The A6600 has, unfortunately, only one SD slot. It’s a bummer for all of those that hoped to find a dual slot on the new model, but we’ll have to make do. It’s still unclear what will be the compatibility of the slot, though (UHS-I or UHS-II). We’ll know it as soon as the camera hits the shelves.

Whatever card it may be, there is another great news: the 30 minutes limit is no longer present!

We had almost lost any hope of this happening, but instead, here we are. The camera does not have a thirty-minute limit as it was before. This is a very huge improvement for all of those that shoot events, weddings and work in similar situations when having a long runtime can be a game-changer.

Just think of someone that has to record an interview or any other long-running event. You can have one camera keeping the wide-angle without having the nightmare of rushing to push a button again after 30 minutes.

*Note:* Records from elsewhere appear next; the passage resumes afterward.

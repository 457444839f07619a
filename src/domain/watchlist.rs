//! Followed strategies.

use serde::{Deserialize, Serialize};

use crate::domain::aggregate::Summary;
use crate::domain::catalog::Catalog;
use crate::domain::strategy::Strategy;

pub const EMPTY_WATCHLIST_MESSAGE: &str = "Your watchlist is empty";

#[derive(Debug, Clone, PartialEq, Eq, Serialize, Deserialize)]
pub struct WatchlistEntry {
    pub strategy_id: String,
    /// Display label such as "2 days ago".
    pub added: String,
}

/// Insertion-ordered set of followed strategy ids.
#[derive(Debug, Clone, Default, PartialEq, Eq, Serialize, Deserialize)]
pub struct Watchlist {
    entries: Vec<WatchlistEntry>,
}

/// A watchlist entry resolved against the catalog.
#[derive(Debug, Clone, Copy, PartialEq)]
pub struct WatchedStrategy<'a> {
    pub entry: &'a WatchlistEntry,
    pub strategy: &'a Strategy,
}

impl Watchlist {
    pub fn new() -> Self {
        Self::default()
    }

    /// Builds a watchlist, keeping the first entry for repeated ids.
    pub fn from_entries(entries: impl IntoIterator<Item = WatchlistEntry>) -> Self {
        let mut list = Self::new();
        for entry in entries {
            if !list.contains(&entry.strategy_id) {
                list.entries.push(entry);
            }
        }
        list
    }

    pub fn entries(&self) -> &[WatchlistEntry] {
        &self.entries
    }

    pub fn contains(&self, strategy_id: &str) -> bool {
        self.entries.iter().any(|e| e.strategy_id == strategy_id)
    }

    pub fn len(&self) -> usize {
        self.entries.len()
    }

    pub fn is_empty(&self) -> bool {
        self.entries.is_empty()
    }

    /// Adds the id if absent, removes it if present. Returns the new membership.
    pub fn toggle(&mut self, strategy_id: &str) -> bool {
        if self.remove(strategy_id) {
            false
        } else {
            self.entries.push(WatchlistEntry {
                strategy_id: strategy_id.to_string(),
                added: "just now".to_string(),
            });
            true
        }
    }

    /// Returns whether the id was present.
    pub fn remove(&mut self, strategy_id: &str) -> bool {
        let before = self.entries.len();
        self.entries.retain(|e| e.strategy_id != strategy_id);
        self.entries.len() != before
    }

    /// Entries in watchlist order; ids missing from the catalog are skipped.
    pub fn resolve<'a>(&'a self, catalog: &'a Catalog) -> Vec<WatchedStrategy<'a>> {
        self.entries
            .iter()
            .filter_map(|entry| match catalog.get(&entry.strategy_id) {
                Some(strategy) => Some(WatchedStrategy { entry, strategy }),
                None => {
                    tracing::warn!(id = %entry.strategy_id, "watchlist id not in catalog");
                    None
                }
            })
            .collect()
    }

    /// Case-insensitive match on name, description or any display tag.
    pub fn search<'a>(&'a self, catalog: &'a Catalog, query: &str) -> Vec<WatchedStrategy<'a>> {
        let needle = query.trim().to_lowercase();
        let resolved = self.resolve(catalog);
        if needle.is_empty() {
            return resolved;
        }
        resolved
            .into_iter()
            .filter(|w| matches_query(w.strategy, &needle))
            .collect()
    }

    /// Count, mean return and best return over the resolved entries.
    pub fn summary(&self, catalog: &Catalog) -> Summary {
        Summary::of(
            self.resolve(catalog)
                .iter()
                .filter_map(|w| w.strategy.return_value()),
        )
    }

    /// Empty-state message for a search that returned nothing.
    pub fn empty_message(&self, query: &str) -> String {
        if self.is_empty() || query.trim().is_empty() {
            EMPTY_WATCHLIST_MESSAGE.to_string()
        } else {
            format!("No strategies found matching \"{}\"", query.trim())
        }
    }
}

fn matches_query(strategy: &Strategy, needle: &str) -> bool {
    strategy.name.to_lowercase().contains(needle)
        || strategy.description.to_lowercase().contains(needle)
        || strategy
            .display_tags()
            .iter()
            .any(|tag| tag.to_lowercase().contains(needle))
}

#[cfg(test)]
mod tests {
    use super::*;
    use crate::domain::strategy::{Performance, RiskLevel};

    fn strategy(id: &str, name: &str, tags: &[&str], risk: RiskLevel, ret: &str) -> Strategy {
        Strategy {
            id: id.into(),
            name: name.into(),
            description: format!("{name} description"),
            tags: tags.iter().map(|t| t.to_string()).collect(),
            return_display: format!("+{ret}%"),
            return_percent: ret.into(),
            risk,
            sparkline: vec![],
            asset_class: String::new(),
            instrument: String::new(),
            trigger: String::new(),
            profit_scenario: String::new(),
            performance: Performance {
                annualized_return: String::new(),
                sharpe_ratio: String::new(),
                max_drawdown: String::new(),
            },
            risk_analysis: String::new(),
            example_trade: String::new(),
            how_it_works: String::new(),
        }
    }

    fn catalog() -> Catalog {
        Catalog::new(vec![
            strategy("4", "Bond Arbitrage Pro", &["Bonds", "Arbitrage"], RiskLevel::Low, "8.4"),
            strategy("5", "AI Sentiment Scanner", &["AI", "Sentiment"], RiskLevel::High, "28.6"),
            strategy("6", "REIT Dividend Hunter", &["REITs", "Dividends"], RiskLevel::Medium, "6.8"),
        ])
        .unwrap()
    }

    fn seeded() -> Watchlist {
        Watchlist::from_entries(["4", "5", "6"].map(|id| WatchlistEntry {
            strategy_id: id.into(),
            added: "1 week ago".into(),
        }))
    }

    #[test]
    fn toggle_adds_then_removes() {
        let mut list = Watchlist::new();
        assert!(list.toggle("4"));
        assert!(list.contains("4"));
        assert!(!list.toggle("4"));
        assert!(list.is_empty());
    }

    #[test]
    fn toggle_appends_in_order() {
        let mut list = Watchlist::new();
        list.toggle("6");
        list.toggle("4");
        let ids: Vec<_> = list.entries().iter().map(|e| e.strategy_id.as_str()).collect();
        assert_eq!(ids, vec!["6", "4"]);
        assert_eq!(list.entries()[0].added, "just now");
    }

    #[test]
    fn from_entries_drops_duplicates() {
        let list = Watchlist::from_entries(["4", "4", "5"].map(|id| WatchlistEntry {
            strategy_id: id.into(),
            added: String::new(),
        }));
        assert_eq!(list.len(), 2);
    }

    #[test]
    fn search_is_case_insensitive_across_fields() {
        let catalog = catalog();
        let list = seeded();

        let by_name = list.search(&catalog, "bond");
        assert_eq!(by_name.len(), 1);
        assert_eq!(by_name[0].strategy.id, "4");

        let by_tag = list.search(&catalog, "DIVIDENDS");
        assert_eq!(by_tag[0].strategy.id, "6");

        let by_risk_tag = list.search(&catalog, "high risk");
        assert_eq!(by_risk_tag[0].strategy.id, "5");

        let by_description = list.search(&catalog, "scanner description");
        assert_eq!(by_description.len(), 1);

        assert_eq!(list.search(&catalog, "  ").len(), 3);
        assert!(list.search(&catalog, "futures").is_empty());
    }

    #[test]
    fn summary_over_seed() {
        let summary = seeded().summary(&catalog());
        assert_eq!(summary.count, 3);
        assert_eq!(summary.max, Some(28.6));
    }

    #[test]
    fn summary_over_empty_watchlist_has_no_data() {
        let summary = Watchlist::new().summary(&catalog());
        assert_eq!(summary.count, 0);
        assert_eq!(summary.mean, None);
        assert_eq!(summary.max, None);
    }

    #[test]
    fn unknown_ids_are_skipped() {
        let mut list = seeded();
        list.toggle("99");
        assert_eq!(list.len(), 4);
        assert_eq!(list.resolve(&catalog()).len(), 3);
    }

    #[test]
    fn empty_messages() {
        let list = seeded();
        assert_eq!(
            list.empty_message("futures"),
            "No strategies found matching \"futures\""
        );
        assert_eq!(Watchlist::new().empty_message("x"), EMPTY_WATCHLIST_MESSAGE);
    }
}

It somehow feels like in this iteration Sony has taken upon itself the responsibility of answering the desires of all the customers throughout the years. The recording limit is the tip of the iceberg! The camera still has live video eye-AF, working even when there is a monitor plugged in through the HDMI.

And lo and behold… The internal screen does not turn black! Finally, Sony abandoned this silly function that was only meant to bring customers to upgrade to higher-end models.

#6 NO 60P

So, is this camera perfect? Not by a long shot, but we’re making some strides in the right direction. The 4K60p recording is still off the table. Sony A6600 shooters only have access to 4K30p or 1080p 120fps, just as in the A6300.


Some of the features we hoped could be inherited from the flagship sibling the A7R IV were left out like the double function menu (still and video) or the profile saving on SD cards.


We can finally say farewell to the onboard flash. Is it good news? It’s hard to say. Those who use flash would never use the on-board one, and the others, well… they don’t use flash at all. It’s probably for the best, but still, it’s strange once you’re so used to see it all the time.


This is a problem most folks have always dwell on. When shooting on the previous A6 series, if the camera was set in 4K, you’d have the screen dim down while recording. Why you may ask? Who knows. Finally, this annoying issue (feature?) is gone.


The long-awaited internal image stabilization is finally on the A6600! You can bet that this move from Sony will have a great impact on the pros and cons list of all those who are thinking of buying their first mirrorless when it comes to shooting video.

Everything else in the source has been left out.